Cependant, nous n'avons pas une image très claire des causes qui déterminent la maladie, un rôle important serait sûrement déterminé par l'hypersensibilité à certains "déclencheurs" (facteurs d'activation) ou les stimuli physiques et émotionnels que le cerveau associe à l'expérience du traumatisme d'origine. . Ce sont des sensations qui ne sont pas exactement dangereuses mais qui, à leur tour, rappellent des réactions physiques et émotionnelles très puissantes. Par exemple, l'odeur du feu lors d'un braciate avec des amis pourrait réactiver le souvenir d'être pris au piège dans une maison en feu. Chez les personnes atteintes du SSPT, cette mémoire produit la même cascade neurochimique qui s'est produite lorsque l'épisode a été vécu à l'origine. Pour cette raison, la personne ressentira exactement les mêmes sentiments d'impuissance et de panique, revivant le traumatisme.

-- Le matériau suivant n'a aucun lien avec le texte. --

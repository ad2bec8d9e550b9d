use std::collections::BTreeMap;
use std::sync::Arc;

use fg_archive::Archive;
use fg_optimizer::is_search_run;
use fg_types::{
    validation_error, CombinationEnumerator, CombinationKey, DatasetMeta, EnumerationRequest,
    ExperimentKey, FgError, FgResult, JobParameters, Phase,
};
use tracing::debug;

/// Enumerates the experiment x run cross product from archived run records.
///
/// Named runs are taken as given. Without named runs every archived run of
/// the experiment is used, except those a hyperparameter search generated.
pub struct ArchiveEnumerator {
    archive: Arc<dyn Archive>,
}

impl ArchiveEnumerator {
    pub fn new(archive: Arc<dyn Archive>) -> Self {
        Self { archive }
    }

    fn runs_of(&self, experiment: &ExperimentKey, named: &[String]) -> FgResult<Vec<CombinationKey>> {
        if !named.is_empty() {
            return Ok(named.iter().map(|run_id| experiment.run(run_id.clone())).collect());
        }
        Ok(self
            .archive
            .read_runs(experiment)?
            .into_iter()
            .map(|run| run.key)
            .filter(|key| !is_search_run(&key.run_id))
            .collect())
    }

    fn parameters(
        &self,
        phase: Phase,
        key: &CombinationKey,
        request: &EnumerationRequest,
    ) -> FgResult<JobParameters> {
        let experiment = key.expt_id.clone();
        let run = key.run_id.clone();
        let flags = request.flags.clone();
        match phase {
            Phase::Train => Ok(JobParameters::Train {
                action: request.action,
                experiment,
                run,
                flags,
            }),
            Phase::Evaluate => Ok(JobParameters::Evaluate {
                action: request.action,
                experiment,
                run,
                participants: request.participants.clone(),
                metas: vec![DatasetMeta::Evaluate],
                flags,
            }),
            Phase::Optimize => {
                let hyperparameters = self
                    .archive
                    .read_run(key)?
                    .map(|record| record.hyperparameters)
                    .unwrap_or_default();
                Ok(JobParameters::Optimize {
                    action: request.action,
                    experiment,
                    run,
                    hyperparameters,
                    flags,
                })
            }
            Phase::Align | Phase::Predict => Err(validation_error!(
                "{} jobs are not enumerated per run",
                phase
            )),
        }
    }
}

impl CombinationEnumerator for ArchiveEnumerator {
    fn enumerate(
        &self,
        request: &EnumerationRequest,
    ) -> Result<BTreeMap<CombinationKey, JobParameters>, FgError> {
        let [phase] = request.phases.as_slice() else {
            return Err(validation_error!(
                "enumeration covers exactly one phase, got {:?}",
                request.phases
            ));
        };
        if request.experiments.is_empty() {
            return Err(validation_error!(
                "no experiments named for collaboration '{}' project '{}'",
                request.collab_id,
                request.project_id
            ));
        }

        let mut combinations = BTreeMap::new();
        for expt_id in &request.experiments {
            let experiment =
                ExperimentKey::new(&request.collab_id, &request.project_id, expt_id.as_str());
            for key in self.runs_of(&experiment, &request.runs)? {
                let parameters = self.parameters(*phase, &key, request)?;
                combinations.insert(key, parameters);
            }
        }
        debug!(
            collab_id = %request.collab_id,
            project_id = %request.project_id,
            phase = %phase,
            combinations = combinations.len(),
            "Enumerated combinations"
        );
        Ok(combinations)
    }
}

Cela explique pourquoi, les personnes atteintes du SSPT pourraient mettre en œuvre des stratégies d'évitement des déclencheurs qui peuvent raviver l'expérience traumatisante. Cependant, ce sont des stimuli imprévisibles et essayer de les éviter détermine souvent l'isolement de la personne souffrant d'un trouble de stress post-traumatique. L'isolement augmente la perception du patient de ne pas se sentir compris, ignoré, que sa vie est en veille tandis que le reste des gens continuent de bouger et c'est un facteur de maintien des symptômes.

Que devons-nous faire si nous pensons souffrir de SSPT ? 

La première étape consiste à réaliser une évaluation faite par un expert en santé mentale sur la base de laquelle un plan de traitement sera réalisé. Dans ces cas, la psychothérapie peut fournir des résultats efficaces, aidant le patient à comprendre et à reconnaître ses propres facteurs d'activation et à développer des stratégies fonctionnelles pour gérer les situations qui déclenchent les symptômes. De la même manière, il est important de pratiquer certaines activités qui concernent les soins personnels, telles que la pleine conscience et l'exercice, qui servent à réduire l'intensité des pensées négatives et des niveaux de stress. Dans certains cas, les médicaments administrés par un psychiatre sont utiles pour soulager les symptômes les plus graves.

Et si nous remarquons qu'un être cher souffre de SSPT ?

L'empathie, le soutien social et l'acceptation sont les points clés d'un processus de guérison. Il est important de valider leurs émotions, en reconnaissant l'état de leur souffrance, en utilisant une méthode sans jugement, sans en aucun cas reporter en eux le sentiment que nous pensons avoir des réactions exagérées, sinon nous risquons d'activer en eux des sentiments de honte et de culpabilité. Il est également essentiel de les encourager à rechercher une aide spécialisée. Le trouble de stress post-traumatique est également connu sous le nom de «blessure cachée» car il ne se manifeste pas par des signes physiques mais le fait qu'il ne soit pas visible ne le rend pas moins douloureux.